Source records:
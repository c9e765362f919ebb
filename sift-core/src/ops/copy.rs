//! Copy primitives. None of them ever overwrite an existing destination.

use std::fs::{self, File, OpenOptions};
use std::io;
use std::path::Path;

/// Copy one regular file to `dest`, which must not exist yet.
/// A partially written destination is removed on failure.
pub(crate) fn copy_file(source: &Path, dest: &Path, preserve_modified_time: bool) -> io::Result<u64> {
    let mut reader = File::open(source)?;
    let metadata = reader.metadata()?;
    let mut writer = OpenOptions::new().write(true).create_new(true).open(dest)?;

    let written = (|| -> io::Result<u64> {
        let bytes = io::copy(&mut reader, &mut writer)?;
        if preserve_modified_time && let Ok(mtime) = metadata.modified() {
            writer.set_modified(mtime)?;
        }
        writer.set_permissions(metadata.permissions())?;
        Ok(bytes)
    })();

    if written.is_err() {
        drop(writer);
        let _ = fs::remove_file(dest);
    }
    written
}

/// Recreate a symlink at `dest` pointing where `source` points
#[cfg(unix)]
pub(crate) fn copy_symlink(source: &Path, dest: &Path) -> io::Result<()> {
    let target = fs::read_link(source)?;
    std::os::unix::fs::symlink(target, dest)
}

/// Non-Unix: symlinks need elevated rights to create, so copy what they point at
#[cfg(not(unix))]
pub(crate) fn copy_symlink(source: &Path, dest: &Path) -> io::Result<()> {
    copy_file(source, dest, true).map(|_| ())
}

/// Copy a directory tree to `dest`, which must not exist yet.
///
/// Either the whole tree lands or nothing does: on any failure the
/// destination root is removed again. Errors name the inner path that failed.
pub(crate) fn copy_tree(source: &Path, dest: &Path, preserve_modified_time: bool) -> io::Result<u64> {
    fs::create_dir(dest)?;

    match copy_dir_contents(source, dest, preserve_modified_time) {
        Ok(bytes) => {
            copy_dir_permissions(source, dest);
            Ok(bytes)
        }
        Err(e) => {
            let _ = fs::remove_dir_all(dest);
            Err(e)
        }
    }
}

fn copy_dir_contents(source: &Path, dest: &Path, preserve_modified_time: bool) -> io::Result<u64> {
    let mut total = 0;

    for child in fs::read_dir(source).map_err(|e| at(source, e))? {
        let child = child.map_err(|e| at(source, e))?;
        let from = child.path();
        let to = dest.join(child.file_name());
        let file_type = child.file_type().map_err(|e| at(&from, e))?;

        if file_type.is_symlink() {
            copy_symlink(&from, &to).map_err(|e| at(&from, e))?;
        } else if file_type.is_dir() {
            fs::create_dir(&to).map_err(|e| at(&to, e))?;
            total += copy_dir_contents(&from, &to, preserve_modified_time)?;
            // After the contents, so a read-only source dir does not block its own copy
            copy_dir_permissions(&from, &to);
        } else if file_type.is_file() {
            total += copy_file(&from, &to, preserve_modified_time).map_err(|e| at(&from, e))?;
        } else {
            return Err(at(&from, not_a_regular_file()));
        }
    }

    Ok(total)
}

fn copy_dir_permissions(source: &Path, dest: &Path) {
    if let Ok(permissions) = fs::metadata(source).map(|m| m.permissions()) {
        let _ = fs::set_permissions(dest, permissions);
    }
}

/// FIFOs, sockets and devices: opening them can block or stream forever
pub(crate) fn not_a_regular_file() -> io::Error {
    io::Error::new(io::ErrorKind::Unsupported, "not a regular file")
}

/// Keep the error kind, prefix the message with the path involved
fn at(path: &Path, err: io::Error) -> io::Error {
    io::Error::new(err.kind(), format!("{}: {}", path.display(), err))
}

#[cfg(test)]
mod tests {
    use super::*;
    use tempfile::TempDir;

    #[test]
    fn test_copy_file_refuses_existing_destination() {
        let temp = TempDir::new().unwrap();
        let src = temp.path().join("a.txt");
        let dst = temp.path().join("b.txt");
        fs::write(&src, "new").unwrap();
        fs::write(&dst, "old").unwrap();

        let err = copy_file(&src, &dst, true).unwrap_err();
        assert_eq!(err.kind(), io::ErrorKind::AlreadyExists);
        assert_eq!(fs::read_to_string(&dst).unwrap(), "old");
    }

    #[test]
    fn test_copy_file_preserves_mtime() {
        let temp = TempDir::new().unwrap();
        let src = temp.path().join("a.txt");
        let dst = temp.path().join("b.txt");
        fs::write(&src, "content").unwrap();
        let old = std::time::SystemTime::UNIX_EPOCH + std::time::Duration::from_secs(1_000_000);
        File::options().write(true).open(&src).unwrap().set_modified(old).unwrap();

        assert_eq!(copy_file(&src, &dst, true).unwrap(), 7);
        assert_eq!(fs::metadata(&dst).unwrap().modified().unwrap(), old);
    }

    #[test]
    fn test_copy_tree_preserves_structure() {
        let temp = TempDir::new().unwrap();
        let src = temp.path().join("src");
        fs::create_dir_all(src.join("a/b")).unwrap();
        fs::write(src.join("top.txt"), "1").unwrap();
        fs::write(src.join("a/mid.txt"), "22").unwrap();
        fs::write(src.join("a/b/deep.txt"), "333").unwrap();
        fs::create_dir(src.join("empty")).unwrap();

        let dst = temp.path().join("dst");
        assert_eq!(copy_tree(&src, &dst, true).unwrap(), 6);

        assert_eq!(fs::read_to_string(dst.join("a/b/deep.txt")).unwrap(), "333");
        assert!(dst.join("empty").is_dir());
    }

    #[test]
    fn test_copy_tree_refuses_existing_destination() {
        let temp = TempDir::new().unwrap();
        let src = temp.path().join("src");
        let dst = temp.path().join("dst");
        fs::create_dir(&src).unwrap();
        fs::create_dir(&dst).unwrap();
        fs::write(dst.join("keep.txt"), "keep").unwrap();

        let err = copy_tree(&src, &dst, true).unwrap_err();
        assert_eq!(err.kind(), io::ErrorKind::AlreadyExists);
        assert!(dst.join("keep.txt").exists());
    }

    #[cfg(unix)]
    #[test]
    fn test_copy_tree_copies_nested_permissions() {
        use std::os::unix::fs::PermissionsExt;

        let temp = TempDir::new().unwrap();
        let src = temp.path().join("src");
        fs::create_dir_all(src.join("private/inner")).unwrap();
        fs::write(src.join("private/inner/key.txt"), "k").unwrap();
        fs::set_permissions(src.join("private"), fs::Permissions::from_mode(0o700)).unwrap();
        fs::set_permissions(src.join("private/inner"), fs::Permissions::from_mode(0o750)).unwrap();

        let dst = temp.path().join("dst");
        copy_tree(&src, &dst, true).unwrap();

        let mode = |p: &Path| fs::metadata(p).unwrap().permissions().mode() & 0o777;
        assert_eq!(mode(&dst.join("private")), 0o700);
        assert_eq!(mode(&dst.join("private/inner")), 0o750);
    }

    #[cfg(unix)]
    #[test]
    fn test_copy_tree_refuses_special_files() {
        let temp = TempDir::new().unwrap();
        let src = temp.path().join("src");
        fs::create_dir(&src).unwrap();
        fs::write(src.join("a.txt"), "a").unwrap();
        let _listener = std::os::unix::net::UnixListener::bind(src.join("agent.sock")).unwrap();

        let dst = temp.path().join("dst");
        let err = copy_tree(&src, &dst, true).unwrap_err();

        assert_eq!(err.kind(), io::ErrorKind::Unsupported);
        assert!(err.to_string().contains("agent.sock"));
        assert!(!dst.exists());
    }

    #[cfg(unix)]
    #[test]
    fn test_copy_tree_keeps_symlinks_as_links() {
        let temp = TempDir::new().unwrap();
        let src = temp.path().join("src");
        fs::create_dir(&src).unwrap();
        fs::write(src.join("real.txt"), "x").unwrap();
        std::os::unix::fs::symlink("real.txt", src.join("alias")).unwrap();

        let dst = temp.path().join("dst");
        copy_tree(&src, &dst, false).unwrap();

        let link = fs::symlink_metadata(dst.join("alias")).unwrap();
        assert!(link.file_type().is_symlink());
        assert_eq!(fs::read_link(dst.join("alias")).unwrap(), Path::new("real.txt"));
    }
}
--
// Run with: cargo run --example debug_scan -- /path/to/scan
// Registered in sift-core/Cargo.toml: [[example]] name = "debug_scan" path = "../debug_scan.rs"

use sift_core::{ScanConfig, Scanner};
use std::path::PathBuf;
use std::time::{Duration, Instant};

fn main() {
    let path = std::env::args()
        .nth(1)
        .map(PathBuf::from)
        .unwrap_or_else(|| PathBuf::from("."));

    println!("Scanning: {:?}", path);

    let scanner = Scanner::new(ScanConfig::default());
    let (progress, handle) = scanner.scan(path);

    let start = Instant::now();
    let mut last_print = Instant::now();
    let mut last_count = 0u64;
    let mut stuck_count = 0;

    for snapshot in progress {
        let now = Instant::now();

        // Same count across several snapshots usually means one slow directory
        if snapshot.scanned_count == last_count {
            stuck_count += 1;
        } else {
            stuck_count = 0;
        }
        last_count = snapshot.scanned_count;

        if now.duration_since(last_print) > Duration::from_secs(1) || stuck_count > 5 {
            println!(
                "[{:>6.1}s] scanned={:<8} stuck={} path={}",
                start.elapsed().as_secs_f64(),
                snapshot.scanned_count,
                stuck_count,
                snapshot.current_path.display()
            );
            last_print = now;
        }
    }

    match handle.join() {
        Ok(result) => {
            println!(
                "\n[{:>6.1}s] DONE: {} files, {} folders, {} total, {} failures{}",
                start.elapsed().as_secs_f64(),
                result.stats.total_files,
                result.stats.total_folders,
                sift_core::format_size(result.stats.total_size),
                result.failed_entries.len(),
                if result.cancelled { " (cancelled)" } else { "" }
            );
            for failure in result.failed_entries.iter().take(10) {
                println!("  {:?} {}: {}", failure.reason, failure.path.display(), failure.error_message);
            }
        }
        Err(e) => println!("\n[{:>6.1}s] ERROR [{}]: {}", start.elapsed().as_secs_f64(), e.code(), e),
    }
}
==
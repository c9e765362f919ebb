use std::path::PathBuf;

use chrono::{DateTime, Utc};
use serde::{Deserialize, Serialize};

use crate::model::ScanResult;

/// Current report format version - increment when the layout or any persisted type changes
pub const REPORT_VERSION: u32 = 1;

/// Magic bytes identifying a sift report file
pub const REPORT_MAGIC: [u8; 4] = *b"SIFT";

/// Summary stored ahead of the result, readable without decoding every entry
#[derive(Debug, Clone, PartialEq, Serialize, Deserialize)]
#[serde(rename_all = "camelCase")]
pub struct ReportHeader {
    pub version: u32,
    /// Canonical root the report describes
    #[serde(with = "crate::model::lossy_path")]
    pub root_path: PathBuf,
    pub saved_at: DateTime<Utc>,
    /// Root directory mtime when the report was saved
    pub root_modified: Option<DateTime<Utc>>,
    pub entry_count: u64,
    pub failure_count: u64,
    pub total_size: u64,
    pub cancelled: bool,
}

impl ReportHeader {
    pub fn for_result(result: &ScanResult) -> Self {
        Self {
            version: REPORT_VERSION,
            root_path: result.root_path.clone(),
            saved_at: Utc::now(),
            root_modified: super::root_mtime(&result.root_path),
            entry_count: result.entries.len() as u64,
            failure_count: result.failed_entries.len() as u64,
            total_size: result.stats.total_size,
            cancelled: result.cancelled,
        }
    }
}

WHAT IS EXPECTED:
From the data above, output exactly the lines between the one containing "#[cfg(not(unix))]" and the one containing "fs::create_dir(dest)?;", counting both of them.

WRITTEN ANSWER:
#[cfg(not(unix))]
pub(crate) fn copy_symlink(source: &Path, dest: &Path) -> io::Result<()> {
    copy_file(source, dest, true).map(|_| ())
}

/// Copy a directory tree to `dest`, which must not exist yet.
///
/// Either the whole tree lands or nothing does: on any failure the
/// destination root is removed again. Errors name the inner path that failed.
pub(crate) fn copy_tree(source: &Path, dest: &Path, preserve_modified_time: bool) -> io::Result<u64> {
    fs::create_dir(dest)?;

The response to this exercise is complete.